Determine the number of lines in the data that contain "tokio". Answer with that number only.

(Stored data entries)

——————

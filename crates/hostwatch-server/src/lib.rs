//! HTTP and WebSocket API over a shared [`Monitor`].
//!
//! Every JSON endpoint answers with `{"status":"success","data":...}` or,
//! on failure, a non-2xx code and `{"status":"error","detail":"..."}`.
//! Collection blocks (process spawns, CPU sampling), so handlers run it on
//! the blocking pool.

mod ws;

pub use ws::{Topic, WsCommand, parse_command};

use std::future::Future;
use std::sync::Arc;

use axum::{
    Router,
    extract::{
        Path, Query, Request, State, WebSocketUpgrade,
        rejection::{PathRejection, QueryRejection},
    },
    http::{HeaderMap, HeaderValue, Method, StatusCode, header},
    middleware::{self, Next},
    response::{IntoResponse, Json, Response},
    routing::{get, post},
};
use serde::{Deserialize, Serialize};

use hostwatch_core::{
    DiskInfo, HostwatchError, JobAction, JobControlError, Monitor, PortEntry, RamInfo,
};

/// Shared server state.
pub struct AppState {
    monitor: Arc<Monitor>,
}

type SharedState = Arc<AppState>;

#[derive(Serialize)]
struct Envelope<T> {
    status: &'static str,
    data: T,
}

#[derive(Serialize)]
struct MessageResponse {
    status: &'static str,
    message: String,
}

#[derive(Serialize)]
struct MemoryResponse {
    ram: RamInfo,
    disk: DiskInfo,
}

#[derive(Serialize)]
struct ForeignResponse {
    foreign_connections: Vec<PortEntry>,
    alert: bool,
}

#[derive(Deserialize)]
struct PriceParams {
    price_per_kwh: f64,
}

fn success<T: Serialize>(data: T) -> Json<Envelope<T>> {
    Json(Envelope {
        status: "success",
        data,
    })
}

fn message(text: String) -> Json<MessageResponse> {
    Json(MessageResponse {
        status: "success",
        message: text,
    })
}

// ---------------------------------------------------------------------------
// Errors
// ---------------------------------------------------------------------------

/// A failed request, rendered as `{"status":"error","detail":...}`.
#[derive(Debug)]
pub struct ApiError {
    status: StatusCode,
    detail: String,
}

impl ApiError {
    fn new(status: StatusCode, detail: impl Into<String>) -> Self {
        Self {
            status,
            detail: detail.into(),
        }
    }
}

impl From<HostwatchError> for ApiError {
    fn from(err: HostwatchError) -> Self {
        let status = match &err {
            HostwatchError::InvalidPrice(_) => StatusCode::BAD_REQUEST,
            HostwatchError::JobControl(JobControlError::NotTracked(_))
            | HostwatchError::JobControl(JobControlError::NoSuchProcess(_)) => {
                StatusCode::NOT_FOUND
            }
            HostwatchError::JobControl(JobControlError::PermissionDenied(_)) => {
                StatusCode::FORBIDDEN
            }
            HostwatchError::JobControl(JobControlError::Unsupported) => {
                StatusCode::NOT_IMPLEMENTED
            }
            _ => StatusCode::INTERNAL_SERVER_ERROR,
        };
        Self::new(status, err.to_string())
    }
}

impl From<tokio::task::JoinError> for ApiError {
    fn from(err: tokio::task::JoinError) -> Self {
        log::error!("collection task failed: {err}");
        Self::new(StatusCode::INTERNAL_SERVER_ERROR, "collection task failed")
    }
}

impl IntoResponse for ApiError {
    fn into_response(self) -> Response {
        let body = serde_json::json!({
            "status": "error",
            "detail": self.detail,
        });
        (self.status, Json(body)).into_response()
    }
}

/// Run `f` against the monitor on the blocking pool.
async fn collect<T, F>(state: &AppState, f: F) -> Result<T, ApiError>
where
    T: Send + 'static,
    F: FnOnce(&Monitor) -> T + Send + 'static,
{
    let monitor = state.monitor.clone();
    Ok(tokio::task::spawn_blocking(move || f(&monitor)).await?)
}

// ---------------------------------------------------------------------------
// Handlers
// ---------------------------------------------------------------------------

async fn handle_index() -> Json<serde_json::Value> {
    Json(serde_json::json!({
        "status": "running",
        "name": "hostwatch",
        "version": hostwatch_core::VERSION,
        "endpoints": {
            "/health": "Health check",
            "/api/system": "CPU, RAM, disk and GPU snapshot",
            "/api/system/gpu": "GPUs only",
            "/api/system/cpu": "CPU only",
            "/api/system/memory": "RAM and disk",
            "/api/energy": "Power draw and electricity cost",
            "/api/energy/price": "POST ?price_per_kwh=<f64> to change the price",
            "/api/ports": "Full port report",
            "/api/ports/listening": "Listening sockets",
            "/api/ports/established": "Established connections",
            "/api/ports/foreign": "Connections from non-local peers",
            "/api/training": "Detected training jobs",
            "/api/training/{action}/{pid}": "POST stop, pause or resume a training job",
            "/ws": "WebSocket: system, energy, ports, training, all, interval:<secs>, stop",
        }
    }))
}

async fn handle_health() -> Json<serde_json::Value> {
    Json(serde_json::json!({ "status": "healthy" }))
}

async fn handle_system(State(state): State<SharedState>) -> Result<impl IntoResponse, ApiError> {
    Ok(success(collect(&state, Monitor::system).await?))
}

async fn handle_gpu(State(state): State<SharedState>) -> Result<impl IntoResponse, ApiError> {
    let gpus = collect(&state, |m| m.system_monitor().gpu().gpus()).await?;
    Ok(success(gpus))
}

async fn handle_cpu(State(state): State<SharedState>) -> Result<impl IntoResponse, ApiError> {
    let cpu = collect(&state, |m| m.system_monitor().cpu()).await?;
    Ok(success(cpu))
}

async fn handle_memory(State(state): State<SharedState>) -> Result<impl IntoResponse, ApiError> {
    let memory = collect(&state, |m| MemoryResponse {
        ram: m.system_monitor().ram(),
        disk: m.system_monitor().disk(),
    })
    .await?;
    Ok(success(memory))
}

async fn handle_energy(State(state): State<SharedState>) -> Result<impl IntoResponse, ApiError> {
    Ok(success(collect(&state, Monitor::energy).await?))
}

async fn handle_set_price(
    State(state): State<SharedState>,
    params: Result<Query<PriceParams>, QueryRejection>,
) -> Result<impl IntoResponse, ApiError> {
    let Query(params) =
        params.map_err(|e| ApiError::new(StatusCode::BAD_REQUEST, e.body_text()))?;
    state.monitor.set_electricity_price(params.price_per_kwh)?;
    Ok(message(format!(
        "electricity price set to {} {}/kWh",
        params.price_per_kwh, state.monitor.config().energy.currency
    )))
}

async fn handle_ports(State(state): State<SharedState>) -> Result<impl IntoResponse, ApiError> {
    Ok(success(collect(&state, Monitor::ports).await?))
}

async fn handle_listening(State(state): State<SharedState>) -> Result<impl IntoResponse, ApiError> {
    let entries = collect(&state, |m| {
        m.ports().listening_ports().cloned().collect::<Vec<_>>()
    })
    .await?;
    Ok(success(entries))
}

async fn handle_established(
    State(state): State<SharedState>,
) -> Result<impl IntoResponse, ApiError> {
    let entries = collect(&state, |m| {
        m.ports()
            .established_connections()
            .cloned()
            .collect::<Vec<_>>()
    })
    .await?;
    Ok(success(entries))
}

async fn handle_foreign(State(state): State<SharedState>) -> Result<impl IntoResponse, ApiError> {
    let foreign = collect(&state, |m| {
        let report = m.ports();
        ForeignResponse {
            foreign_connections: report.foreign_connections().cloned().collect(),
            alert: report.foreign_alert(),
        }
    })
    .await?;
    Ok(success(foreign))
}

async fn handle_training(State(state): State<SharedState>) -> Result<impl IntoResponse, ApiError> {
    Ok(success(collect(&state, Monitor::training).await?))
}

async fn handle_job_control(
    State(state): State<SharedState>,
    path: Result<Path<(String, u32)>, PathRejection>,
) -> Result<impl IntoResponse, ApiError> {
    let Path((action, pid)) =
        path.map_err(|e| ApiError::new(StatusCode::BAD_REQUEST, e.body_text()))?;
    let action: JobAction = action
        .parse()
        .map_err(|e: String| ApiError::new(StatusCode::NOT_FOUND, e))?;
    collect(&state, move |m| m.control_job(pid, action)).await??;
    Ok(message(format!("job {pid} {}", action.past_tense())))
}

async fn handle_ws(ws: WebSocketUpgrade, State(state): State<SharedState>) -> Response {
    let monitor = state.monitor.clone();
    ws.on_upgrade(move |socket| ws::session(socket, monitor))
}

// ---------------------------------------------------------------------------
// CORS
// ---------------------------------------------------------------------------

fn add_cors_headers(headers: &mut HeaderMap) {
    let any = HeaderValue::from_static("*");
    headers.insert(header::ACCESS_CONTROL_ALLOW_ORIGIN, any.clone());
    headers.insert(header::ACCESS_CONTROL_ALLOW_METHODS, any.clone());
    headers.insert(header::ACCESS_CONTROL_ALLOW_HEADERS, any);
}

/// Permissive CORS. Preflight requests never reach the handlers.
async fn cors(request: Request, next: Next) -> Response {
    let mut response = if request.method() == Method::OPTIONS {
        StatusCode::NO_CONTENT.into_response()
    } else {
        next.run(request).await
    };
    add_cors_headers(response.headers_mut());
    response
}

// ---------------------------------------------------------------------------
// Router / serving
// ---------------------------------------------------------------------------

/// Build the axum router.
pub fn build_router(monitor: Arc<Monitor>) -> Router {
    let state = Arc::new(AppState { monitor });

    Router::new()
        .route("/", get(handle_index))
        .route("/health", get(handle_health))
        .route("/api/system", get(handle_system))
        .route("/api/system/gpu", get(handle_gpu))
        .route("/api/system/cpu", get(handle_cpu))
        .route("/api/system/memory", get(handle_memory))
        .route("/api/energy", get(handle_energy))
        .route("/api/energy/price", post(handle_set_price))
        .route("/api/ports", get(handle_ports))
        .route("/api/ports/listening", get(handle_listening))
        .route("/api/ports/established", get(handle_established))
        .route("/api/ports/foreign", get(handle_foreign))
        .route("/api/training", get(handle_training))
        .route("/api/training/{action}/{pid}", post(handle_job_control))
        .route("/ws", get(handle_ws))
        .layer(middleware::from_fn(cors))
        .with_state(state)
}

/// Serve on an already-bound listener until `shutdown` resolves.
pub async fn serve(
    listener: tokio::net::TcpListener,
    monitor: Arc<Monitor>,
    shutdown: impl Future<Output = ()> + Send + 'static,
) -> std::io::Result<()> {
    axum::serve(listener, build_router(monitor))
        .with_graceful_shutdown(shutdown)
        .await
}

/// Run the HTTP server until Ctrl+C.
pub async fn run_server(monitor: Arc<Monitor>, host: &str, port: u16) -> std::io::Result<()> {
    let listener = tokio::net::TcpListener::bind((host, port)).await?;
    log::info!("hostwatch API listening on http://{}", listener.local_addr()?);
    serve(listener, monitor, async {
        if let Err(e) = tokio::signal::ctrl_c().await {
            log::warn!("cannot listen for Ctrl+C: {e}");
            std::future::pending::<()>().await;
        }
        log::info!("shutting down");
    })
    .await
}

——————

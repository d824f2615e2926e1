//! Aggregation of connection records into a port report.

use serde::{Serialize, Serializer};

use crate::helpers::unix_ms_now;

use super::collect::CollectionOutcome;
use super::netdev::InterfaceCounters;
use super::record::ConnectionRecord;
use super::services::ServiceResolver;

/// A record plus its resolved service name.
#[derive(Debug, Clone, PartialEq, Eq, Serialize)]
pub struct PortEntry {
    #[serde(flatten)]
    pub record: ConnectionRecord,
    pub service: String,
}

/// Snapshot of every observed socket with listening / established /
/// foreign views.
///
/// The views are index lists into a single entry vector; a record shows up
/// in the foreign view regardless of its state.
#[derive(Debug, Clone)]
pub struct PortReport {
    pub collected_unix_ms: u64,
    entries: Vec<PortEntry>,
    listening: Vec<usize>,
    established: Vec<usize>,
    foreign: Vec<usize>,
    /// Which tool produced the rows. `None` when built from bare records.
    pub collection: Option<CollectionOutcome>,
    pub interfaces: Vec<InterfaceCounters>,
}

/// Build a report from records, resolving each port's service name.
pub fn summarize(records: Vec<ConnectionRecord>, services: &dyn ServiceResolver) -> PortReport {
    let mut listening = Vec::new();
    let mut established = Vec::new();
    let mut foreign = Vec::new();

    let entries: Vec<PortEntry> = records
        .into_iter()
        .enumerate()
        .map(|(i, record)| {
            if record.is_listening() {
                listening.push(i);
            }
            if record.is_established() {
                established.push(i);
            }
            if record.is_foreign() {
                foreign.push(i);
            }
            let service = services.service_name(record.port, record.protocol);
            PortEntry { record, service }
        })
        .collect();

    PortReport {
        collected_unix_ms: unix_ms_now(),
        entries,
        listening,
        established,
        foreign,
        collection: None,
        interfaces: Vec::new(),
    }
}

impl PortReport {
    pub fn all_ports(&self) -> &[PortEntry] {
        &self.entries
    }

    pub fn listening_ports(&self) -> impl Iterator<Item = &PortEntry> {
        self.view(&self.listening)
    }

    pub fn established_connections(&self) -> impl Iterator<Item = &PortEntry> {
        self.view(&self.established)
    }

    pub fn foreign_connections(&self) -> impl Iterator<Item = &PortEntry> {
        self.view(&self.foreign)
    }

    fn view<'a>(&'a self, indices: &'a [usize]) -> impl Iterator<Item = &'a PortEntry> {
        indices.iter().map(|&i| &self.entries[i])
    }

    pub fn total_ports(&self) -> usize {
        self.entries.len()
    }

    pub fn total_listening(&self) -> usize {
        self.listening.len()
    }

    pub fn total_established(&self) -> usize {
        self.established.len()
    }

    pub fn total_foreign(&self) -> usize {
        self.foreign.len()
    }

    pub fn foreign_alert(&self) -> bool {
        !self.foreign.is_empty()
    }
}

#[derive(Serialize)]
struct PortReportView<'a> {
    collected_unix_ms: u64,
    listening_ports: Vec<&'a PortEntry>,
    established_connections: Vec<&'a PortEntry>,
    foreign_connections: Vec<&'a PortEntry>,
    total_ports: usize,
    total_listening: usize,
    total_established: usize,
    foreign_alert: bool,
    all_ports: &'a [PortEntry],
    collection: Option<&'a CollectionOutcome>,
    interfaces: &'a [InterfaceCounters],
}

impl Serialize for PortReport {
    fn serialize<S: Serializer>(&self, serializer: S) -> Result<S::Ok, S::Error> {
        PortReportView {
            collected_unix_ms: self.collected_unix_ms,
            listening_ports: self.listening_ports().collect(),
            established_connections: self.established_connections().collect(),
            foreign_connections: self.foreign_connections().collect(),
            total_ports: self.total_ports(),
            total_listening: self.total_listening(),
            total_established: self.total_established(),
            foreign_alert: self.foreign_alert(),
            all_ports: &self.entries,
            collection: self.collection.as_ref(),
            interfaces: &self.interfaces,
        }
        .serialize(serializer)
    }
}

——————

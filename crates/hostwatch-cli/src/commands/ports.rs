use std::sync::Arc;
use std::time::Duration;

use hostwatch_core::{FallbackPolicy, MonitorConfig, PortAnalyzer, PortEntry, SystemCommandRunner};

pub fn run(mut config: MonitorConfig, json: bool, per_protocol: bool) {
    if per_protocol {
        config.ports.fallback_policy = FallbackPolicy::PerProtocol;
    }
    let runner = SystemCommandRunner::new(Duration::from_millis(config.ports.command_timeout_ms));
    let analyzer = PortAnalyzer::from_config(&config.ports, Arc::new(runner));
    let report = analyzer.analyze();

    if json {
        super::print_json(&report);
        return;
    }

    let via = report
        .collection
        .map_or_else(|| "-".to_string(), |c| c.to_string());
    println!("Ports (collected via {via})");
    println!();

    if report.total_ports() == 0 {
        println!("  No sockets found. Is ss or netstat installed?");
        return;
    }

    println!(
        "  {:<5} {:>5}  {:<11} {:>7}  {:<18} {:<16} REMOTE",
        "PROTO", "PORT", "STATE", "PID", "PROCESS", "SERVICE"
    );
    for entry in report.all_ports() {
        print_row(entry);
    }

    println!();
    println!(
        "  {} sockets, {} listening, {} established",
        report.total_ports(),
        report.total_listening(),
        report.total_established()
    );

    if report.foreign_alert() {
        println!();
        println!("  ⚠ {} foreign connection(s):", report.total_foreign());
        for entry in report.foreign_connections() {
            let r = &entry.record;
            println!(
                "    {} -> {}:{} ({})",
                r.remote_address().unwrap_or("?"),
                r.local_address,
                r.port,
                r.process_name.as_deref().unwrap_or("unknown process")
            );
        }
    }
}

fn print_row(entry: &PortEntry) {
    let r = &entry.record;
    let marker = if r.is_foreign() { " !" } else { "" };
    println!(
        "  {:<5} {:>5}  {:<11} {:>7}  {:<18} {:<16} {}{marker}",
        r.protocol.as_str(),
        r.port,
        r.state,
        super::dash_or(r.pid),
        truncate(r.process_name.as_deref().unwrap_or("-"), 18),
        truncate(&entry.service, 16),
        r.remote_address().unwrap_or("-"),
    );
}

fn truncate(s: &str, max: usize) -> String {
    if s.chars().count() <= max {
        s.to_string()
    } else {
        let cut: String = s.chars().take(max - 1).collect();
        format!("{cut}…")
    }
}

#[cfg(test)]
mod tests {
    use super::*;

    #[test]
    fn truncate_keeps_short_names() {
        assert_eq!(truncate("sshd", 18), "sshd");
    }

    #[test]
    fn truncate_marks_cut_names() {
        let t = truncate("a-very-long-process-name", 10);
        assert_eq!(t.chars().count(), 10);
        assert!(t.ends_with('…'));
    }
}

——————

#### [RESPONSE FOR THIS EXERCISE]
6